International Research Journal of Engineering and Technology (IRJET) e-ISSN: 2395-0056
Volume: 09 Issue: 05 | May 2022 www.irjet.net p-ISSN: 2395-0072
© 2022, IRJET | Impact Factor value: 7.529 | ISO 9001:2008 Certified Journal | Page 1733
Visualizing and Forecasting Stocks Using Machine Learning
Harshal Pujari, Akshata Ubale, Shubham Patil, Atharva Shrivastav, Prof. Vrushali Kondhalkar
Students, Dept. of Computer Engineering, Jayawantrao Sawant College of Engineering, Pune, Maharashtra, India
---------------------------------------------------------------------***---------------------------------------------------------------------
Abstract - An Accurately predicting stock market returns is a
veritably grueling task due to its unpredictable, arbitrary, and
rapid-changing nature. With the preface of Machine Learning
techniques, programmed style prediction of stock market
returns has been proved to be more effective. Although there
are various models in Machine Learning to prop prediction,
this work substantially focuses on the use of the Regression
model and the LSTM model for the prediction of stock market
returns.
Key Words: LSTM, Prediction, Stock, Regression,
Dataset, etc.
1. INTRODUCTION
The stock market is characterized as dynamic,
arbitrary, and unsystematic in nature. There are various
factors that affect stock prices like political conditions, the
global economy, etc., making stock prediction a grueling task.
Thus, using Machine Learning techniques to predict stock
values by observing trends, could prove highly effective. [1]

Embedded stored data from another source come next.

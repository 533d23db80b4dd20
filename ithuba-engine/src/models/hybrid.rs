use anyhow::Result;
use ithuba_db::models::{Draw, Game, ModelPrediction};

use super::{confidence_from_scores, effective_window, main_counts, pick_bonus, top_k, PredictionModel};

/// Equal blend of the frequency signal (smoothed appearance rate) and the
/// overdue signal (current gap over the window), each normalized to its own
/// maximum before mixing.
pub struct HybridModel {
    window: usize,
}

impl HybridModel {
    pub fn new(window: usize) -> Self {
        Self { window }
    }
}

fn normalized(values: Vec<f64>) -> Vec<f64> {
    let max = values.iter().cloned().fold(0.0f64, f64::max);
    if max <= 0.0 {
        return values;
    }
    values.into_iter().map(|v| v / max).collect()
}

impl PredictionModel for HybridModel {
    fn name(&self) -> &str {
        "hybrid"
    }

    fn predict(&self, game: Game, draws: &[Draw]) -> Result<ModelPrediction> {
        let pool = game.pool_size() as usize;
        let window = effective_window(draws, self.window);
        let recent = &draws[..window];

        let counts = main_counts(draws, pool, self.window);
        let frequency: Vec<f64> = counts
            .iter()
            .map(|&c| (1.0 + c as f64) / (2.0 + window as f64))
            .collect();

        let mut gaps = vec![window; pool];
        for (t, draw) in recent.iter().enumerate() {
            for &n in &draw.main_numbers {
                let idx = (n - 1) as usize;
                if idx < pool && gaps[idx] == window {
                    gaps[idx] = t;
                }
            }
        }
        let gap_scores: Vec<f64> = gaps.iter().map(|&g| g as f64).collect();

        let frequency = normalized(frequency);
        let gap_scores = normalized(gap_scores);
        let scores: Vec<f64> = frequency
            .iter()
            .zip(gap_scores.iter())
            .map(|(f, g)| 0.5 * f + 0.5 * g)
            .collect();

        let main_numbers = top_k(&scores, game.pick_count());
        let confidence = confidence_from_scores(&scores, &main_numbers);
        let bonus_numbers = pick_bonus(game, recent, &main_numbers);

        Ok(ModelPrediction {
            model: self.name().to_string(),
            main_numbers,
            bonus_numbers,
            confidence,
            reasoning: format!(
                "Even blend of appearance rate and current gap over {} draws",
                window
            ),
        })
    }
}

#[cfg(test)]
mod tests {
    use super::*;
    use crate::models::{assert_valid_prediction, make_test_draws};

    #[test]
    fn test_prediction_shape() {
        for game in Game::all() {
            let draws = make_test_draws(game, 60);
            let prediction = HybridModel::new(100).predict(game, &draws).unwrap();
            assert_valid_prediction(game, &prediction);
        }
    }

    #[test]
    fn test_differs_from_pure_frequency_ranking() {
        let game = Game::Lotto;
        let draws = make_test_draws(game, 50);
        let hybrid = HybridModel::new(100).predict(game, &draws).unwrap();
        let frequency = super::super::frequency::FrequencyModel::new(100)
            .predict(game, &draws)
            .unwrap();
        // The gap term pulls in undrawn numbers, which pure frequency never
        // ranks on top in this history.
        assert_ne!(hybrid.main_numbers, frequency.main_numbers);
    }

    #[test]
    fn test_empty_history_still_valid() {
        let game = Game::DailyLotto;
        let prediction = HybridModel::new(100).predict(game, &[]).unwrap();
        assert_valid_prediction(game, &prediction);
    }
}
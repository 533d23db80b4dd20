pub mod backtest;
pub mod cache;
pub mod divisions;
pub mod ensemble;
pub mod estimator;
pub mod hypergeom;
pub mod models;
pub mod wheel;
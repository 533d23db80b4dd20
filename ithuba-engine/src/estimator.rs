use std::time::Duration;

use ithuba_db::models::{Draw, Game, NumberProbability, ProbabilityTag};

use crate::cache::TtlCache;
use crate::hypergeom;

/// Pool sizes reported in every table's coverage summary.
const COVERAGE_POOLS: [usize; 3] = [15, 20, 25];

/// Placeholder coverage shown when there is no history to estimate from.
const FALLBACK_COVERAGE: [f64; 3] = [0.50, 0.60, 0.70];

#[derive(Debug, Clone)]
pub struct EstimatorConfig {
    /// Lookback window in draws (0 = use everything supplied).
    pub window: usize,
    /// Short window for the trend blend.
    pub trend_window: usize,
    pub long_weight: f64,
    pub trend_weight: f64,
    /// Relative deviation from expected frequency beyond which a number is
    /// tagged hot (above) or cold (below).
    pub hot_threshold: f64,
}

impl Default for EstimatorConfig {
    fn default() -> Self {
        Self {
            window: 0,
            trend_window: 30,
            long_weight: 0.7,
            trend_weight: 0.3,
            hot_threshold: 0.2,
        }
    }
}

/// Probability that a draw hits at least 3 numbers of the current top-N pool.
#[derive(Debug, Clone)]
pub struct PoolCoverage {
    pub pool_size: usize,
    pub probability: f64,
}

#[derive(Debug, Clone)]
pub struct ProbabilityTable {
    pub game: Game,
    pub draws_used: usize,
    pub numbers: Vec<NumberProbability>,
    pub coverage: Vec<PoolCoverage>,
}

impl ProbabilityTable {
    /// The n most probable numbers, ties broken by the smaller number.
    pub fn top_numbers(&self, n: usize) -> Vec<u8> {
        let mut ranked: Vec<&NumberProbability> = self.numbers.iter().collect();
        ranked.sort_by(|a, b| {
            b.probability
                .partial_cmp(&a.probability)
                .unwrap_or(std::cmp::Ordering::Equal)
                .then(a.number.cmp(&b.number))
        });
        ranked.iter().take(n).map(|p| p.number).collect()
    }
}

fn count_occurrences(draws: &[Draw], pool_size: usize) -> Vec<u32> {
    let mut counts = vec![0u32; pool_size];
    for draw in draws {
        for &n in &draw.main_numbers {
            let idx = (n - 1) as usize;
            if idx < pool_size {
                counts[idx] += 1;
            }
        }
    }
    counts
}

/// Beta(1,1) posterior mean of a number's per-draw appearance rate.
fn posterior(hits: u32, trials: usize) -> f64 {
    (1.0 + hits as f64) / (2.0 + trials as f64)
}

/// Uniform table used when there is no history at all. Probabilities are
/// 1/pool_size and the coverage figures are fixed placeholders, not estimates.
pub fn uniform_table(game: Game) -> ProbabilityTable {
    let size = game.pool_size() as usize;
    let uniform = 1.0 / size as f64;
    ProbabilityTable {
        game,
        draws_used: 0,
        numbers: (1..=size as u8)
            .map(|number| NumberProbability {
                number,
                probability: uniform,
                frequency: 0,
                expected: 0.0,
                trend_factor: 1.0,
                deviation: 0.0,
                tag: ProbabilityTag::Normal,
            })
            .collect(),
        coverage: COVERAGE_POOLS
            .iter()
            .zip(FALLBACK_COVERAGE.iter())
            .map(|(&pool_size, &probability)| PoolCoverage {
                pool_size,
                probability,
            })
            .collect(),
    }
}

/// Smoothed per-number occurrence probabilities over a lookback window.
/// `draws` must be most-recent-first, as fetched from the database.
pub fn estimate(game: Game, draws: &[Draw], config: &EstimatorConfig) -> ProbabilityTable {
    let window = if config.window == 0 {
        draws.len()
    } else {
        config.window.min(draws.len())
    };
    if window == 0 {
        return uniform_table(game);
    }

    let size = game.pool_size() as usize;
    let picks = game.pick_count();
    let long = &draws[..window];
    let short = &draws[..config.trend_window.min(window)];

    let long_counts = count_occurrences(long, size);
    let short_counts = count_occurrences(short, size);
    let expected = window as f64 * picks as f64 / size as f64;

    let numbers: Vec<NumberProbability> = (0..size)
        .map(|i| {
            let long_p = posterior(long_counts[i], long.len());
            let short_p = posterior(short_counts[i], short.len());
            let probability =
                (config.long_weight * long_p + config.trend_weight * short_p).clamp(0.0, 1.0);
            let deviation = (long_counts[i] as f64 - expected) / expected;
            let tag = if deviation > config.hot_threshold {
                ProbabilityTag::Hot
            } else if deviation < -config.hot_threshold {
                ProbabilityTag::Cold
            } else {
                ProbabilityTag::Normal
            };
            NumberProbability {
                number: (i + 1) as u8,
                probability,
                frequency: long_counts[i],
                expected,
                trend_factor: short_p / long_p,
                deviation,
                tag,
            }
        })
        .collect();

    let coverage = COVERAGE_POOLS
        .iter()
        .map(|&pool_size| PoolCoverage {
            pool_size,
            probability: hypergeom::tail_at_least(size, pool_size.min(size), picks, 3),
        })
        .collect();

    ProbabilityTable {
        game,
        draws_used: window,
        numbers,
        coverage,
    }
}

/// `estimate` behind a TTL cache, keyed by (game, window, history length), so
/// a command that needs the same table twice computes it once.
pub struct CachedEstimator {
    config: EstimatorConfig,
    cache: TtlCache<(Game, usize, usize), ProbabilityTable>,
}

impl CachedEstimator {
    pub fn new(config: EstimatorConfig, ttl: Duration) -> Self {
        Self {
            config,
            cache: TtlCache::new(ttl),
        }
    }

    pub fn table(&mut self, game: Game, draws: &[Draw]) -> ProbabilityTable {
        let key = (game, self.config.window, draws.len());
        let config = self.config.clone();
        self.cache
            .get_or_insert_with(key, || estimate(game, draws, &config))
    }
}

#[cfg(test)]
mod tests {
    use super::*;
    use crate::models::make_test_draws;

    #[test]
    fn test_probabilities_bounded() {
        for game in Game::all() {
            let draws = make_test_draws(game, 80);
            let table = estimate(game, &draws, &EstimatorConfig::default());
            assert_eq!(table.numbers.len(), game.pool_size() as usize);
            for p in &table.numbers {
                assert!(p.probability >= 0.0 && p.probability <= 1.0, "{:?}", p);
            }
            let mass: f64 = table.numbers.iter().map(|p| p.probability).sum();
            assert!(mass.is_finite());
        }
    }

    #[test]
    fn test_uniform_fallback_on_empty_history() {
        let table = estimate(Game::Lotto, &[], &EstimatorConfig::default());
        assert_eq!(table.draws_used, 0);
        let uniform = 1.0 / 52.0;
        for p in &table.numbers {
            assert!((p.probability - uniform).abs() < 1e-12);
            assert_eq!(p.tag, ProbabilityTag::Normal);
        }
        assert!((table.coverage[0].probability - 0.50).abs() < 1e-12);
        assert!((table.coverage[2].probability - 0.70).abs() < 1e-12);
    }

    #[test]
    fn test_hot_cold_mutually_exclusive() {
        let draws = make_test_draws(Game::Lotto, 120);
        let table = estimate(Game::Lotto, &draws, &EstimatorConfig::default());
        for p in &table.numbers {
            if p.deviation > 0.2 {
                assert_eq!(p.tag, ProbabilityTag::Hot, "number {}", p.number);
            }
            if p.deviation < -0.2 {
                assert_eq!(p.tag, ProbabilityTag::Cold, "number {}", p.number);
            }
            if p.tag == ProbabilityTag::Hot {
                assert!(p.deviation > 0.2);
            }
            if p.tag == ProbabilityTag::Cold {
                assert!(p.deviation < -0.2);
            }
        }
    }

    #[test]
    fn test_frequent_number_ranks_higher() {
        // make_test_draws cycles through ten fixed patterns, so some numbers
        // never appear; any recurring number must outrank an absent one.
        let draws = make_test_draws(Game::DailyLotto, 50);
        let table = estimate(Game::DailyLotto, &draws, &EstimatorConfig::default());
        let seen = table.numbers.iter().find(|p| p.frequency > 0).unwrap();
        let unseen = table.numbers.iter().find(|p| p.frequency == 0).unwrap();
        assert!(seen.probability > unseen.probability);
    }

    #[test]
    fn test_coverage_monotone_in_pool_size() {
        let draws = make_test_draws(Game::Lotto, 60);
        let table = estimate(Game::Lotto, &draws, &EstimatorConfig::default());
        for pair in table.coverage.windows(2) {
            assert!(pair[1].probability >= pair[0].probability);
        }
    }

    #[test]
    fn test_top_numbers_count_and_range() {
        let draws = make_test_draws(Game::Powerball, 40);
        let table = estimate(Game::Powerball, &draws, &EstimatorConfig::default());
        let top = table.top_numbers(20);
        assert_eq!(top.len(), 20);
        let mut unique = top.clone();
        unique.sort();
        unique.dedup();
        assert_eq!(unique.len(), 20);
        assert!(top.iter().all(|&n| (1..=50).contains(&n)));
    }

    #[test]
    fn test_cached_estimator_reuses_table() {
        let draws = make_test_draws(Game::Lotto, 30);
        let mut cached = CachedEstimator::new(
            EstimatorConfig::default(),
            std::time::Duration::from_secs(60),
        );
        let first = cached.table(Game::Lotto, &draws);
        let second = cached.table(Game::Lotto, &draws);
        assert_eq!(first.draws_used, second.draws_used);
        assert_eq!(
            first.numbers[0].probability.to_bits(),
            second.numbers[0].probability.to_bits()
        );
    }
}
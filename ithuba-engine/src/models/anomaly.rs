use anyhow::Result;
use ithuba_db::models::{Draw, Game, ModelPrediction};

use super::{effective_window, main_counts, pick_bonus, top_k, PredictionModel};

/// Contrarian member: targets the numbers running furthest below their
/// expected frequency, on the premise that the sample will drift back toward
/// uniform. Deliberately the mirror image of the frequency model.
pub struct AnomalyModel {
    window: usize,
}

impl AnomalyModel {
    pub fn new(window: usize) -> Self {
        Self { window }
    }
}

impl PredictionModel for AnomalyModel {
    fn name(&self) -> &str {
        "anomaly"
    }

    fn predict(&self, game: Game, draws: &[Draw]) -> Result<ModelPrediction> {
        let pool = game.pool_size() as usize;
        let window = effective_window(draws, self.window);
        let counts = main_counts(draws, pool, self.window);
        let expected = window as f64 * game.pick_count() as f64 / pool as f64;

        // Deficit relative to the expected frequency; larger = colder.
        let scores: Vec<f64> = counts
            .iter()
            .map(|&c| {
                if expected > 0.0 {
                    (expected - c as f64) / expected
                } else {
                    0.0
                }
            })
            .collect();

        let main_numbers = top_k(&scores, game.pick_count());

        // Confidence scales with how far the chosen numbers lag expectation,
        // but a cold streak is weak evidence: cap well below the hot models.
        let mean_deficit = main_numbers
            .iter()
            .map(|&n| scores[(n - 1) as usize].max(0.0))
            .sum::<f64>()
            / game.pick_count() as f64;
        let confidence = (0.3 + 0.3 * mean_deficit).clamp(0.0, 0.6);

        let bonus_numbers = pick_bonus(game, &draws[..window], &main_numbers);

        Ok(ModelPrediction {
            model: self.name().to_string(),
            main_numbers,
            bonus_numbers,
            confidence,
            reasoning: format!(
                "Largest frequency deficits vs. expectation over {} draws",
                window
            ),
        })
    }
}

#[cfg(test)]
mod tests {
    use super::*;
    use crate::models::{assert_valid_prediction, make_test_draws};

    #[test]
    fn test_prediction_shape() {
        for game in Game::all() {
            let draws = make_test_draws(game, 60);
            let prediction = AnomalyModel::new(100).predict(game, &draws).unwrap();
            assert_valid_prediction(game, &prediction);
        }
    }

    #[test]
    fn test_prefers_unseen_numbers() {
        let game = Game::Lotto;
        let draws = make_test_draws(game, 50);
        let counts = main_counts(&draws, game.pool_size() as usize, 0);
        let prediction = AnomalyModel::new(100).predict(game, &draws).unwrap();
        // The synthetic history leaves many numbers entirely undrawn; the
        // contrarian picks must all come from those.
        for &n in &prediction.main_numbers {
            assert_eq!(counts[(n - 1) as usize], 0, "number {} was drawn", n);
        }
    }

    #[test]
    fn test_confidence_stays_modest() {
        let game = Game::Powerball;
        let draws = make_test_draws(game, 60);
        let prediction = AnomalyModel::new(100).predict(game, &draws).unwrap();
        assert!(prediction.confidence <= 0.6);
    }
}
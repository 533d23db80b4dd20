use anyhow::Result;
use ithuba_db::models::{Draw, Game, ModelPrediction};

use super::{effective_window, pick_bonus, PredictionModel};

/// Grows a set around pairwise co-occurrence: seeds with the number involved
/// in the most pairs, then greedily adds the number with the strongest
/// affinity to the set so far.
pub struct PatternModel {
    window: usize,
}

impl PatternModel {
    pub fn new(window: usize) -> Self {
        Self { window }
    }

    fn cooccurrence(&self, draws: &[Draw], pool: usize) -> Vec<Vec<u32>> {
        let mut matrix = vec![vec![0u32; pool]; pool];
        for draw in draws {
            let numbers = &draw.main_numbers;
            for i in 0..numbers.len() {
                for j in (i + 1)..numbers.len() {
                    let a = (numbers[i] - 1) as usize;
                    let b = (numbers[j] - 1) as usize;
                    if a < pool && b < pool {
                        matrix[a][b] += 1;
                        matrix[b][a] += 1;
                    }
                }
            }
        }
        matrix
    }
}

impl PredictionModel for PatternModel {
    fn name(&self) -> &str {
        "pattern"
    }

    fn predict(&self, game: Game, draws: &[Draw]) -> Result<ModelPrediction> {
        let pool = game.pool_size() as usize;
        let window = effective_window(draws, self.window);
        let matrix = self.cooccurrence(&draws[..window], pool);

        // Seed: the number with the largest total pair count.
        let totals: Vec<u32> = matrix.iter().map(|row| row.iter().sum()).collect();
        let seed = totals
            .iter()
            .enumerate()
            .max_by(|a, b| a.1.cmp(b.1).then(b.0.cmp(&a.0)))
            .map(|(i, _)| i)
            .unwrap_or(0);

        let mut selected = vec![seed];
        while selected.len() < game.pick_count() {
            let mut best: Option<(usize, u32)> = None;
            for candidate in 0..pool {
                if selected.contains(&candidate) {
                    continue;
                }
                let affinity: u32 = selected.iter().map(|&s| matrix[s][candidate]).sum();
                if best.map_or(true, |(_, a)| affinity > a) {
                    best = Some((candidate, affinity));
                }
            }
            match best {
                Some((candidate, _)) => selected.push(candidate),
                None => break,
            }
        }

        let mut main_numbers: Vec<u8> = selected.iter().map(|&i| (i + 1) as u8).collect();
        main_numbers.sort();

        // Confidence from how concentrated the set's pair mass is relative to
        // the average pair in the window.
        let pair_count = game.pick_count() * (game.pick_count() - 1) / 2;
        let selected_pairs: u32 = selected
            .iter()
            .enumerate()
            .flat_map(|(i, &a)| selected[i + 1..].iter().map(move |&b| (a, b)))
            .map(|(a, b)| matrix[a][b])
            .sum();
        let selected_mean = selected_pairs as f64 / pair_count.max(1) as f64;
        let overall_mean = totals.iter().sum::<u32>() as f64 / (pool * pool) as f64;
        let confidence = if selected_mean + overall_mean > 0.0 {
            (selected_mean / (selected_mean + overall_mean)).clamp(0.0, 1.0)
        } else {
            0.5
        };

        let bonus_numbers = pick_bonus(game, &draws[..window], &main_numbers);

        Ok(ModelPrediction {
            model: self.name().to_string(),
            main_numbers,
            bonus_numbers,
            confidence,
            reasoning: format!(
                "Greedy pair-affinity set over {} draws, seeded at {}",
                window,
                seed + 1
            ),
        })
    }
}

#[cfg(test)]
mod tests {
    use super::*;
    use crate::models::{assert_valid_prediction, make_test_draws};

    #[test]
    fn test_prediction_shape() {
        for game in Game::all() {
            let draws = make_test_draws(game, 60);
            let prediction = PatternModel::new(100).predict(game, &draws).unwrap();
            assert_valid_prediction(game, &prediction);
        }
    }

    #[test]
    fn test_recovers_a_recurring_pattern() {
        // One pattern dominates the synthetic history (base repeats every 10
        // draws), so the greedy set should land entirely on seen numbers.
        let game = Game::DailyLotto;
        let draws = make_test_draws(game, 50);
        let prediction = PatternModel::new(100).predict(game, &draws).unwrap();
        let seen: Vec<u8> = draws
            .iter()
            .flat_map(|d| d.main_numbers.iter().copied())
            .collect();
        for n in &prediction.main_numbers {
            assert!(seen.contains(n));
        }
    }

    #[test]
    fn test_empty_history_still_valid() {
        let game = Game::Powerball;
        let prediction = PatternModel::new(100).predict(game, &[]).unwrap();
        assert_valid_prediction(game, &prediction);
        assert!((prediction.confidence - 0.5).abs() < 1e-12);
    }
}
//! Exact hypergeometric helpers. Every pool in play is at most 52 numbers,
//! so plain f64 products are exact enough (C(52, 6) ≈ 2.0e7).

/// Binomial coefficient C(n, k) as f64. Zero when k > n.
pub fn choose(n: usize, k: usize) -> f64 {
    if k > n {
        return 0.0;
    }
    let k = k.min(n - k);
    let mut result = 1.0f64;
    for i in 0..k {
        result = result * (n - i) as f64 / (i + 1) as f64;
    }
    result
}

/// Probability that a uniform draw of `picks` numbers from a pool of `total`
/// hits at least `min_matches` of a `marked` subset.
pub fn tail_at_least(total: usize, marked: usize, picks: usize, min_matches: usize) -> f64 {
    if total == 0 || picks == 0 {
        return if min_matches == 0 { 1.0 } else { 0.0 };
    }
    let marked = marked.min(total);
    let denominator = choose(total, picks);
    if denominator <= 0.0 {
        return 0.0;
    }
    let upper = picks.min(marked);
    let mut probability = 0.0f64;
    for k in min_matches..=upper {
        if picks - k > total - marked {
            continue;
        }
        probability += choose(marked, k) * choose(total - marked, picks - k) / denominator;
    }
    probability.min(1.0)
}

/// Expected overlap between the drawn numbers and a marked subset.
pub fn expected_matches(total: usize, marked: usize, picks: usize) -> f64 {
    if total == 0 {
        return 0.0;
    }
    picks as f64 * marked as f64 / total as f64
}

#[cfg(test)]
mod tests {
    use super::*;

    #[test]
    fn test_choose_known_values() {
        assert_eq!(choose(52, 6), 20_358_520.0);
        assert_eq!(choose(5, 0), 1.0);
        assert_eq!(choose(5, 5), 1.0);
        assert_eq!(choose(4, 6), 0.0);
        assert_eq!(choose(6, 3), 20.0);
    }

    #[test]
    fn test_tail_full_pool_is_certain() {
        // Every drawn number is marked, so any threshold up to `picks` holds.
        assert!((tail_at_least(52, 52, 6, 3) - 1.0).abs() < 1e-12);
        assert!((tail_at_least(36, 36, 5, 5) - 1.0).abs() < 1e-12);
    }

    #[test]
    fn test_tail_zero_threshold_is_certain() {
        assert!((tail_at_least(52, 10, 6, 0) - 1.0).abs() < 1e-12);
    }

    #[test]
    fn test_tail_monotone_in_pool_size() {
        let mut previous = 0.0;
        for marked in [10, 15, 20, 25, 30] {
            let p = tail_at_least(52, marked, 6, 3);
            assert!(p >= previous, "coverage dropped at pool size {}", marked);
            assert!(p >= 0.0 && p <= 1.0);
            previous = p;
        }
    }

    #[test]
    fn test_tail_hand_computed() {
        // Draw 2 from 5 with 3 marked: P(both marked) = C(3,2)/C(5,2) = 0.3.
        assert!((tail_at_least(5, 3, 2, 2) - 0.3).abs() < 1e-12);
        // P(at least one) = 1 - C(2,2)/C(5,2) = 0.9.
        assert!((tail_at_least(5, 3, 2, 1) - 0.9).abs() < 1e-12);
    }

    #[test]
    fn test_expected_matches() {
        assert!((expected_matches(52, 26, 6) - 3.0).abs() < 1e-12);
        assert!((expected_matches(36, 36, 5) - 5.0).abs() < 1e-12);
    }
}
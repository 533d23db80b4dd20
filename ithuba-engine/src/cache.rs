use std::collections::HashMap;
use std::hash::Hash;
use std::time::{Duration, Instant};

/// A plain key→value cache with a fixed time-to-live. Owned by its caller and
/// passed where needed; expired entries are dropped on read.
pub struct TtlCache<K, V> {
    ttl: Duration,
    entries: HashMap<K, (Instant, V)>,
}

impl<K: Eq + Hash, V: Clone> TtlCache<K, V> {
    pub fn new(ttl: Duration) -> Self {
        Self {
            ttl,
            entries: HashMap::new(),
        }
    }

    pub fn get(&mut self, key: &K) -> Option<V> {
        match self.entries.get(key) {
            Some((stored_at, value)) if stored_at.elapsed() < self.ttl => Some(value.clone()),
            Some(_) => {
                self.entries.remove(key);
                None
            }
            None => None,
        }
    }

    pub fn insert(&mut self, key: K, value: V) {
        self.entries.insert(key, (Instant::now(), value));
    }

    pub fn get_or_insert_with<F: FnOnce() -> V>(&mut self, key: K, build: F) -> V {
        if let Some(value) = self.get(&key) {
            return value;
        }
        let value = build();
        self.entries.insert(key, (Instant::now(), value.clone()));
        value
    }

    pub fn len(&self) -> usize {
        self.entries.len()
    }

    pub fn is_empty(&self) -> bool {
        self.entries.is_empty()
    }

    pub fn clear(&mut self) {
        self.entries.clear();
    }
}

#[cfg(test)]
mod tests {
    use super::*;

    #[test]
    fn test_hit_within_ttl() {
        let mut cache = TtlCache::new(Duration::from_secs(60));
        cache.insert("k", 1);
        assert_eq!(cache.get(&"k"), Some(1));
    }

    #[test]
    fn test_expiry() {
        let mut cache = TtlCache::new(Duration::from_millis(1));
        cache.insert("k", 1);
        std::thread::sleep(Duration::from_millis(5));
        assert_eq!(cache.get(&"k"), None);
        assert!(cache.is_empty());
    }

    #[test]
    fn test_get_or_insert_with_builds_once() {
        let mut cache = TtlCache::new(Duration::from_secs(60));
        let mut builds = 0;
        for _ in 0..3 {
            let value = cache.get_or_insert_with("k", || {
                builds += 1;
                42
            });
            assert_eq!(value, 42);
        }
        assert_eq!(builds, 1);
        assert_eq!(cache.len(), 1);
    }

    #[test]
    fn test_clear() {
        let mut cache = TtlCache::new(Duration::from_secs(60));
        cache.insert(1, "a");
        cache.insert(2, "b");
        cache.clear();
        assert!(cache.is_empty());
        assert_eq!(cache.get(&1), None);
    }
}
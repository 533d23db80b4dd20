use anyhow::Result;
use ithuba_db::models::{Draw, Game, ModelPrediction};

use super::{confidence_from_scores, pick_bonus, top_k, PredictionModel};

/// Regression-toward-the-mean style: scores each number by how overdue it is,
/// current gap over historical mean gap, raised to `gamma`.
pub struct RegressionModel {
    gamma: f64,
}

impl RegressionModel {
    pub fn new(gamma: f64) -> Self {
        Self { gamma }
    }
}

impl PredictionModel for RegressionModel {
    fn name(&self) -> &str {
        "regression"
    }

    fn predict(&self, game: Game, draws: &[Draw]) -> Result<ModelPrediction> {
        let pool = game.pool_size() as usize;
        let theoretical_gap = pool as f64 / game.pick_count() as f64;

        // Current gap: draws since last appearance (draws[0] most recent).
        let mut gaps = vec![draws.len(); pool];
        for (t, draw) in draws.iter().enumerate() {
            for &n in &draw.main_numbers {
                let idx = (n - 1) as usize;
                if idx < pool && gaps[idx] == draws.len() {
                    gaps[idx] = t;
                }
            }
        }

        // Mean gap between appearances, per number.
        let mut mean_gaps = vec![theoretical_gap; pool];
        for i in 0..pool {
            let number = (i + 1) as u8;
            let mut intervals = Vec::new();
            let mut last_seen: Option<usize> = None;
            for (t, draw) in draws.iter().enumerate() {
                if draw.main_numbers.contains(&number) {
                    if let Some(previous) = last_seen {
                        intervals.push((t - previous) as f64);
                    }
                    last_seen = Some(t);
                }
            }
            if !intervals.is_empty() {
                mean_gaps[i] = intervals.iter().sum::<f64>() / intervals.len() as f64;
            }
        }

        let scores: Vec<f64> = (0..pool)
            .map(|i| ((gaps[i] as f64 + 1.0) / mean_gaps[i].max(1.0)).powf(self.gamma))
            .collect();

        let main_numbers = top_k(&scores, game.pick_count());
        let confidence = confidence_from_scores(&scores, &main_numbers);
        let bonus_numbers = pick_bonus(game, draws, &main_numbers);

        Ok(ModelPrediction {
            model: self.name().to_string(),
            main_numbers,
            bonus_numbers,
            confidence,
            reasoning: format!(
                "Most overdue numbers by gap ratio (gamma {}) across {} draws",
                self.gamma,
                draws.len()
            ),
        })
    }
}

In Machine Learning, the dataset is the most significant part.
Even a little change in data can immortalize massive
changes. So, data should be as refined and concrete as
possible. For this work, the dataset is attained from Yahoo
Finance. Yahoo Finance is a part of the Yahoo network which
allows accessing datasets of stocks of several companies.
The regression model and LSTM model are considered for
this work. Regression serves the purpose of keeping errors
as low as possible and LSTM grants memory for the data and
results to be used for the long run. The graph of the actual
and the predicted value of stocks is plotted using both
regression and LSTM techniques. The remaining paper
consists of the following: Section 2 discusses the related
work. Section 3 puts forward the two models used and the
methods used in them in detail. Section 4 discusses the
results produced with different plots for both models in
detail. Section 5 has the conclusion and the last section
contains the references.
2. RELATED WORK
From the literature survey, it is clear that the machine
learning techniques is applied for stock market vaticination
across the world. Compared to contemporary vaticination
techniques, these techniques are much more accurate.
The model developed by Kim and Ha in [2] is a blend of
artificial neural networks (ANN) and genetic algorithms
(GAs). They discretized the features for predicting the stock
price index. They incorporated data from technical indicators
and the daily Korea stock price index (KOSPI). The data
accommodated 2928 trading days, stretching from January
1989 to December 1998. They applied optimization of feature
discretization, which is a technique akin to dimensionality
reduction. They introduced genetic algorithms (GA) to
enhance the Artificial Neural networks (ANN). Limitation
of their work is that they focused only on two factors in
optimization. They believed that the genetic Algorithm has a
substantial prospective for feature discretization
optimization.
Qiu and Song in [3] also introduced a solution that was
based on an optimized artificial neural network (ANN) model.
In this work, the authors have utilized genetic algorithms and
an artificial neural network-based model and named it as GA-
ANN model.
For data mining applications, Piramuth in [4] organized
an in-depth evaluation of various feature selection methods.
The datasets which were credit approval data, tam, and kiang
data, were used. It compared how various feature selection
methods optimized decision tree performance. The featured
selection methods like probabilistic distance measures: the
Bhattacharyya measure, the Mahalanobis distance measure,
the Matusita measure, the divergence measure, and the
Patrick-Fisher measure; were compared. The advantage of
this paper is that the author analyzed both feature selection
methods, i.e., probabilistic distance-based and several inter-
class feature selection methods. Another strength is that the
evaluation was performed, based on different datasets.
However, only decision tree was used in this work as
evaluation algorithm. So, it is difficult to conclude if the
feature selection method still works the same way on the
larger and complex dataset or model.
Hasan and Nat in [5] forecasted the stock market for stock
prices of four distinct Airlines. They used the Hidden Markov
Model (HMM) for prediction. The states of the model were
reduced down to four states: The opening price, the closing
price, the highest price, and the lowest price. The strength of
this paper is that no expert knowledge is needed in this
approach to design a prediction system. On the other hand,
the dataset used for the training and testing purposes of this
model is really small. A maximum of 2 years is selected as the
data range of the training and testing dataset.